Within the data that follows, how many lines contain the word "leading"? Reply with only the number.
_ _ _
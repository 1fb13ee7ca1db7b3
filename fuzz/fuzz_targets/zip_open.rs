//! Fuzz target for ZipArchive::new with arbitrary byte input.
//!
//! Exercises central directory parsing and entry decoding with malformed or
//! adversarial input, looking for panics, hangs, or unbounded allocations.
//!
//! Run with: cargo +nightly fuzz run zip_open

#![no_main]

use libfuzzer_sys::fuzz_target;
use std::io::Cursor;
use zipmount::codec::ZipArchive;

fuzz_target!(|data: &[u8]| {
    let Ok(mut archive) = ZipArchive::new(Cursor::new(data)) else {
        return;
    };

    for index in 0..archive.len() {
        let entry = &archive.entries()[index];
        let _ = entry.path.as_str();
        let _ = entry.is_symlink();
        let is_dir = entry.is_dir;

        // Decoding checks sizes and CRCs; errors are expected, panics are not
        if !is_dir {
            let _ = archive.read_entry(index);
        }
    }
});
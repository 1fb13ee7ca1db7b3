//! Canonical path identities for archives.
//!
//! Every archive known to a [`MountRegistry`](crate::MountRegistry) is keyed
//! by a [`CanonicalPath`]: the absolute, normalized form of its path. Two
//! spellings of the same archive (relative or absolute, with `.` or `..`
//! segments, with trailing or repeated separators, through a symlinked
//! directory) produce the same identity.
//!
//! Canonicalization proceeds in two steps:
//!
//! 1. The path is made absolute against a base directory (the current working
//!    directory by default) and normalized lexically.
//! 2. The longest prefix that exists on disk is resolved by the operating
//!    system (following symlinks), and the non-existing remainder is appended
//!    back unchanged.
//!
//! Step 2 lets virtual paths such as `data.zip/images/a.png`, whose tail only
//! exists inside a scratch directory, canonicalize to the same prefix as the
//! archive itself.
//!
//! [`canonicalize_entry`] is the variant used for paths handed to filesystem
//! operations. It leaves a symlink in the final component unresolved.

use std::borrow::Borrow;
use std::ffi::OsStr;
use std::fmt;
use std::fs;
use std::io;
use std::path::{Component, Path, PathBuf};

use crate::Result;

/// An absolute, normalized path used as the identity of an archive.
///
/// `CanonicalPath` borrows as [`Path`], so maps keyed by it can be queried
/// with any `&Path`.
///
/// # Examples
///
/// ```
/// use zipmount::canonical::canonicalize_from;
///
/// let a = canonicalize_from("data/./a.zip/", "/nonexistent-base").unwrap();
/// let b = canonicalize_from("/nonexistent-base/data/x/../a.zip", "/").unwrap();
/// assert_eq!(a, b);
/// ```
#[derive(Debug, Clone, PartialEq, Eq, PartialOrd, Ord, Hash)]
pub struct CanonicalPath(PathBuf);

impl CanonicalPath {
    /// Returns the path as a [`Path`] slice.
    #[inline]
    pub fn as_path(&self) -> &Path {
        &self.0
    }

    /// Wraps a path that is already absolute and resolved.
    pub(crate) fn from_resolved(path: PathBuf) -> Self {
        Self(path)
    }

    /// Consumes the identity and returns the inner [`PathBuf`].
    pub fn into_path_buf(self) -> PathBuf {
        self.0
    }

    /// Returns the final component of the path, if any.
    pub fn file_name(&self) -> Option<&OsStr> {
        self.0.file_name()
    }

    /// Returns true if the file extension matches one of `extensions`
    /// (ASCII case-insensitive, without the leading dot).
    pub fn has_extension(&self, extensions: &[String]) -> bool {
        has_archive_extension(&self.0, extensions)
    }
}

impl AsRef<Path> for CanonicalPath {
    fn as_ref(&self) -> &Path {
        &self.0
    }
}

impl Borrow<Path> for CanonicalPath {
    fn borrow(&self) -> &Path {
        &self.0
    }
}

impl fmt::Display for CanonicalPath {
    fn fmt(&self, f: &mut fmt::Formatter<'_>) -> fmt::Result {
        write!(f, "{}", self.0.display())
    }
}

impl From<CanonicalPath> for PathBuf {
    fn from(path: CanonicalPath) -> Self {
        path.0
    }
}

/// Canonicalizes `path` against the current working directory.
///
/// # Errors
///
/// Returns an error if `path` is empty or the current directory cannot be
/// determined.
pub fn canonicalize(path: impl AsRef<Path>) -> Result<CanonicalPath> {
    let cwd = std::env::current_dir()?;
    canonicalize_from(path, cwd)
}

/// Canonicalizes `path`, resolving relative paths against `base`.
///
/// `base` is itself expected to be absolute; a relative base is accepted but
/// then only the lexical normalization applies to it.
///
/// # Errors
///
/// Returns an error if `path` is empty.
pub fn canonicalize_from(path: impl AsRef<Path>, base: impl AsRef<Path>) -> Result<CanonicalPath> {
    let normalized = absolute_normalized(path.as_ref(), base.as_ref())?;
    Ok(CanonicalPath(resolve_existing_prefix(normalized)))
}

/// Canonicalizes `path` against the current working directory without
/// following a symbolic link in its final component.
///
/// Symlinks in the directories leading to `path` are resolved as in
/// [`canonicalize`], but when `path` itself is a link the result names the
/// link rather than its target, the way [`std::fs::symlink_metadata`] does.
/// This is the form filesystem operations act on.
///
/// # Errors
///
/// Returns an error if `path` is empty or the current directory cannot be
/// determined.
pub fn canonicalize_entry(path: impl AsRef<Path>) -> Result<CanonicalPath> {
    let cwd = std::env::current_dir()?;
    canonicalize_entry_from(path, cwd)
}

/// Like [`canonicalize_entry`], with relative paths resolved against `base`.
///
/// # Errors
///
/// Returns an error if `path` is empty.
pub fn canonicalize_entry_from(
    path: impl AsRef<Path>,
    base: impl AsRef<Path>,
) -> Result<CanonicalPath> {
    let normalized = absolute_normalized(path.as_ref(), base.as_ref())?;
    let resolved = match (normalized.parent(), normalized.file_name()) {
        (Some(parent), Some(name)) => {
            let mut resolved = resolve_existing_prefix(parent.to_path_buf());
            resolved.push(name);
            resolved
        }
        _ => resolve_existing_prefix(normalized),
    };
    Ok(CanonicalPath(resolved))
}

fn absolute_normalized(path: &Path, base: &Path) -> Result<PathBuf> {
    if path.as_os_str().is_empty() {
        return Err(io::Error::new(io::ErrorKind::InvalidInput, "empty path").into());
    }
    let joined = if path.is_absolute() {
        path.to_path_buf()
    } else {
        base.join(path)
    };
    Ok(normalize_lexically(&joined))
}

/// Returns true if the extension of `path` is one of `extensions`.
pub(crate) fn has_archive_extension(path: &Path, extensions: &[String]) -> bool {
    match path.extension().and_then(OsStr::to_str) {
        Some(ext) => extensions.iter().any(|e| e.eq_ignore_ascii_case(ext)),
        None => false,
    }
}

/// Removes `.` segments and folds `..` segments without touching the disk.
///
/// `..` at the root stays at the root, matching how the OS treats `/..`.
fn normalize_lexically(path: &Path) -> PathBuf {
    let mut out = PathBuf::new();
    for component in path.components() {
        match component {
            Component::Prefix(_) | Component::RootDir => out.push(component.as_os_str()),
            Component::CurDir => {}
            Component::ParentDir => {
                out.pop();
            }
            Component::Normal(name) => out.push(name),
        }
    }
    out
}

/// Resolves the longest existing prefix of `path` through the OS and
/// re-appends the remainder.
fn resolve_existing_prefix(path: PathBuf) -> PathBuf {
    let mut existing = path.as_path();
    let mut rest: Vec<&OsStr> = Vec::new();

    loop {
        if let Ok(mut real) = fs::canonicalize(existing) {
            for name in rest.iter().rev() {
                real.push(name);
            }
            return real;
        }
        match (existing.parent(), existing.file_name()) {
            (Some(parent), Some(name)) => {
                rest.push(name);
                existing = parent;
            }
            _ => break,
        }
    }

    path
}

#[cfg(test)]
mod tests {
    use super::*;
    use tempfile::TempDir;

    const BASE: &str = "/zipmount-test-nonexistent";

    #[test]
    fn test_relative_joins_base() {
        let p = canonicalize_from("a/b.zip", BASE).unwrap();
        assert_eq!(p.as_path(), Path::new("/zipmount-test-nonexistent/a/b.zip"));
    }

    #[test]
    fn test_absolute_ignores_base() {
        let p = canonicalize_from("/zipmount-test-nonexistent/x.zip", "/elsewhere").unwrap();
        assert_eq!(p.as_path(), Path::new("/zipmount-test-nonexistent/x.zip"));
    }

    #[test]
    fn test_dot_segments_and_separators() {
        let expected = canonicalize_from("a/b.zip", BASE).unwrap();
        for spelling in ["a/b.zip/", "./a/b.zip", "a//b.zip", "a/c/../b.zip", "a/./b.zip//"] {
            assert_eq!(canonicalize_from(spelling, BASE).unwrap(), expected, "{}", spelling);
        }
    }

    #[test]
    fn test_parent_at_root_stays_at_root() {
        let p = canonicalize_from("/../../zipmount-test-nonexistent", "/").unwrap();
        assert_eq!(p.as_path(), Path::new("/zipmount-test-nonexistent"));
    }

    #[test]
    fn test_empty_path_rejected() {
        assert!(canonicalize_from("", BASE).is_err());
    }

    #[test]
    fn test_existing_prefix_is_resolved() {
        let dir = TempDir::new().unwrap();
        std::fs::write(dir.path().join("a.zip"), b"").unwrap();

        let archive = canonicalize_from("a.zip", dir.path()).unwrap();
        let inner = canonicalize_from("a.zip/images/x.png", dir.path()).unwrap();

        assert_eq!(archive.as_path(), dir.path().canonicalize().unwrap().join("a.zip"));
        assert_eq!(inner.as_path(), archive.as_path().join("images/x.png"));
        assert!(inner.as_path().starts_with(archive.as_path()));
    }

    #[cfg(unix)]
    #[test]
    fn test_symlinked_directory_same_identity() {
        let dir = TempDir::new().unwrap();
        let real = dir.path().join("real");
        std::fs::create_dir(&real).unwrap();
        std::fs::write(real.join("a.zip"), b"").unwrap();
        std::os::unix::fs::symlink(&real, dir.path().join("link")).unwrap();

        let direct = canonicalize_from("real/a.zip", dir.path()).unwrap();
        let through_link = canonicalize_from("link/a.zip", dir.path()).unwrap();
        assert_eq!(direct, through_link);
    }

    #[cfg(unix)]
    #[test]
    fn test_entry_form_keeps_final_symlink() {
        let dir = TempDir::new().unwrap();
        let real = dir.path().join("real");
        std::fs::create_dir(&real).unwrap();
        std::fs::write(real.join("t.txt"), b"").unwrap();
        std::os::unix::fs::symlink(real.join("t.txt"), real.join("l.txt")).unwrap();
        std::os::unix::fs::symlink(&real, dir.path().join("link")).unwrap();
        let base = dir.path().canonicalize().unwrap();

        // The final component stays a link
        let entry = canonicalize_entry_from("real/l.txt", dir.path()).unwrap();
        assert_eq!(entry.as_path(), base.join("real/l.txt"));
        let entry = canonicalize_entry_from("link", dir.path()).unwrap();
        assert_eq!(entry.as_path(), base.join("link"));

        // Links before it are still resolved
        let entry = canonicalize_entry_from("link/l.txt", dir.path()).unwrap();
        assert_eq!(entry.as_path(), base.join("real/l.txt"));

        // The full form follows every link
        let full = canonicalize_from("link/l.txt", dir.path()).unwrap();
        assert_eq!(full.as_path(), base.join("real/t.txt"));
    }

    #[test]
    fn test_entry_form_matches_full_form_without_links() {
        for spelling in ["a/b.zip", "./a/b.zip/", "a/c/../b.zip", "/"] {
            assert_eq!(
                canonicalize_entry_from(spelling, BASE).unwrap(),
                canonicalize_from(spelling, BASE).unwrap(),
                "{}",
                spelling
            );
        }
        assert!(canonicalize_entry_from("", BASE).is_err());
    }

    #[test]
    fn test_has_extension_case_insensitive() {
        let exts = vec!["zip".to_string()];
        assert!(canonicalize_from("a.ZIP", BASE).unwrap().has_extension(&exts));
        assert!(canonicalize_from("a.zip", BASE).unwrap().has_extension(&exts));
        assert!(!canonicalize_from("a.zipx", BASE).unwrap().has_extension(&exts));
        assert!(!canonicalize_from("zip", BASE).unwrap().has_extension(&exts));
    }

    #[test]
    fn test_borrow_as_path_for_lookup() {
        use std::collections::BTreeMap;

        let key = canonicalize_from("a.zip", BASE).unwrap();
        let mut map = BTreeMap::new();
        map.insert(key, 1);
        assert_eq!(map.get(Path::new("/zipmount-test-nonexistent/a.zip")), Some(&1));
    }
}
_ _ _
Output below
2